In this Friday, July 16, 2021 file photo, visitors enjoy the view from top of the Eiffel Tower in Paris. The European Union is expected to recommend that its member states reinstate restrictions on tourists from the U.S. because of rising coronavirus infection levels in the country, EU diplomats said Monday, Aug. 30.

AP

BRUSSELS — The European Union recommended Monday that its 27 nations reinstate restrictions on tourists from the U.S. because of rising coronavirus infections there.

The decision by the European Council to remove the U.S. from a safe list of countries for nonessential travel reverses advice that it gave in June, when the bloc recommended lifting restrictions on U.S. travelers before the summer tourism season.

The guidance is nonbinding, however, and U.S. travelers should expect a mishmash of travel rules across the continent.

“Nonessential travel to the EU from countries or entities not listed (...) is subject to temporary travel restriction,” the council said in a statement. “This is without prejudice to the possibility for member states to lift the temporary restriction on nonessential travel to the EU for fully vaccinated travelers.”

The EU also removed Israel, Kosovo, Lebanon, Montenegro and North Macedonia from the list.

The EU has no unified COVID-19 tourism policy and national EU governments have the authority to decide whether they keep their borders open to U.S. tourists.
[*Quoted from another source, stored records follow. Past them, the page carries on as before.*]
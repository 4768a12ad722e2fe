//! Integration tests for the end-to-end routing scenarios.

use campus_nav::{dijkstra, Coordinate, GraphConfig, NavResult, Navigator, SpatialGraph};

fn scenario_locations() -> Vec<(&'static str, Coordinate)> {
    vec![
        ("A", Coordinate::new(0.0, 0.0, 0.0)),
        ("B", Coordinate::new(10.0, 0.0, 0.0)),
        ("C", Coordinate::new(25.0, 0.0, 0.0)),
    ]
}

#[test]
fn test_graph_edges_follow_threshold() -> NavResult<()> {
    let graph = SpatialGraph::build(scenario_locations(), &GraphConfig::default())?;

    assert_eq!(graph.edge_weight("A", "B"), Some(10.0));
    assert_eq!(graph.edge_weight("B", "C"), Some(15.0));
    assert_eq!(graph.edge_weight("A", "C"), None);
    Ok(())
}

#[test]
fn test_shortest_path_through_intermediate() -> NavResult<()> {
    let graph = SpatialGraph::build(scenario_locations(), &GraphConfig::default())?;

    let route = dijkstra(&graph, "A", "C").expect("A and C should be connected");
    assert_eq!(route.path, vec!["A", "B", "C"]);
    assert_eq!(route.distance, 25.0);
    Ok(())
}

#[test]
fn test_self_route() -> NavResult<()> {
    let graph = SpatialGraph::build(scenario_locations(), &GraphConfig::default())?;

    let route = dijkstra(&graph, "A", "A").expect("self route should exist");
    assert_eq!(route.path, vec!["A"]);
    assert_eq!(route.distance, 0.0);
    Ok(())
}

#[test]
fn test_isolated_location_has_no_path() -> NavResult<()> {
    let mut locations = scenario_locations();
    locations.push(("D", Coordinate::new(1000.0, 1000.0, 1000.0)));
    let graph = SpatialGraph::build(locations, &GraphConfig::default())?;

    assert!(dijkstra(&graph, "A", "D").is_none());
    assert!(!graph.are_connected("A", "D"));
    Ok(())
}

#[test]
fn test_directions_scenario() -> NavResult<()> {
    let navigator = Navigator::new(scenario_locations(), GraphConfig::default());

    let directions = navigator
        .get_directions_with_pathfinding("A", "C")?
        .expect("directions should exist");
    assert_eq!(
        directions.steps_as_strings(),
        vec!["Start at A", "Go from A to B", "Arrive at C"]
    );
    assert_eq!(directions.distance, 25.0);
    Ok(())
}

#[test]
fn test_straight_line_distance_without_edge() {
    let navigator = Navigator::new(scenario_locations(), GraphConfig::default());
    assert_eq!(navigator.calculate_distance("A", "C"), Some(25.0));
}

#[test]
fn test_unknown_neighbors_are_empty() -> NavResult<()> {
    let graph = SpatialGraph::build(scenario_locations(), &GraphConfig::default())?;
    assert!(graph.neighbors("Unknown").is_empty());
    Ok(())
}

#[test]
fn test_reused_graph_matches_fresh_queries() -> NavResult<()> {
    let navigator = Navigator::new(scenario_locations(), GraphConfig::default());
    let graph = navigator.build_graph()?;

    for (start, end) in [("A", "C"), ("C", "A"), ("B", "B"), ("A", "B")] {
        let reused = dijkstra(&graph, start, end).map(|route| route.distance);
        let fresh = navigator
            .get_directions_with_pathfinding(start, end)?
            .map(|directions| directions.distance);
        assert_eq!(reused, fresh, "{} -> {}", start, end);
    }
    Ok(())
}
//! # Campus Module
//!
//! The campus location catalog.
//!
//! Campus data files hold every named location with its category and 3D
//! coordinates. The catalog is loaded once and is read-only afterwards; the
//! navigation layer only ever sees the [`CampusCatalog::coordinates_map`]
//! snapshot it produces.

pub mod catalog;

pub use catalog::*;

use crate::Coordinate;
use serde::{Deserialize, Serialize};

/// A named place on campus.
///
/// # Examples
///
/// ```
/// use campus_nav::{Coordinate, Location};
///
/// let library = Location::new("lib", "Library", "academic", Coordinate::new(10.0, 5.0, 0.0));
/// assert_eq!(library.name, "Library");
/// assert!(library.matches_name("LIBRARY"));
/// ```
#[derive(Debug, Clone, PartialEq, Serialize, Deserialize)]
pub struct Location {
    /// Catalog key for this location, taken from the data file
    #[serde(skip)]
    pub id: String,
    /// Display name, unique across the catalog
    pub name: String,
    /// Free-form grouping such as "academic" or "sports"
    #[serde(default)]
    pub category: String,
    /// Position in campus space
    pub coordinates: Coordinate,
    /// Optional human-readable description
    #[serde(default, skip_serializing_if = "Option::is_none")]
    pub description: Option<String>,
}

impl Location {
    /// Creates a new location without a description.
    pub fn new(
        id: impl Into<String>,
        name: impl Into<String>,
        category: impl Into<String>,
        coordinates: Coordinate,
    ) -> Self {
        Self {
            id: id.into(),
            name: name.into(),
            category: category.into(),
            coordinates,
            description: None,
        }
    }

    /// Attaches a description.
    pub fn with_description(mut self, description: impl Into<String>) -> Self {
        self.description = Some(description.into());
        self
    }

    /// Case-insensitive comparison against the display name.
    pub fn matches_name(&self, query: &str) -> bool {
        self.name.to_lowercase() == query.to_lowercase()
    }

    /// Case-insensitive comparison against the category.
    pub fn in_category(&self, category: &str) -> bool {
        self.category.to_lowercase() == category.to_lowercase()
    }
}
Possible restrictions could include quarantines, further testing requirements upon arrival or even a total ban on all nonessential travel from the U.S.

More than 15 million Americans a year visited Europe before the coronavirus crisis, and new travel restrictions could cost Europe billions.

The recommendation doesn’t apply to Britain, which formally left the EU at the beginning of the year and opened its borders to fully vaccinated travelers from the U.S. earlier this month.

The United States remains on Britain’s “amber” travel list, meaning that fully vaccinated adults arriving from the U.S. to the U.K. don’t have to self-isolate. A COVID-19 test is required three days before arrival in the U.K. and another test is needed two days after arriving.

Meanwhile, the United States has yet to reopen its own borders to EU tourists, despite calls from the bloc for the Biden administration to lift its ban. Adalbert Jahnz, the European Commission spokesperson for home affairs, said Monday that the EU’s executive arm remained in discussions with the U.S. administration as both sides have so far failed to find a reciprocal approach.

In addition to the epidemiological criteria used to determine the countries for which restrictions should be lifted, the European Council said that “reciprocity should also be taken into account on a case by case basis.”

The European Council updates the safe travel list based on criteria relating to coronavirus infection levels. It gets reviewed every two weeks. The threshold for being on the EU list is having not more than 75 new COVID-19 cases per 100,000 inhabitants over the last 14 days.

Last week in the U.S. new coronavirus cases averaged over 152,000 a day, turning the clock back to the end of January, and the number of hospitalized COVID-19 patients was around 85,000, a number not seen since early February.

U.S. coronavirus deaths have been over 1,200 a day for several days, seven times higher than they were in early July.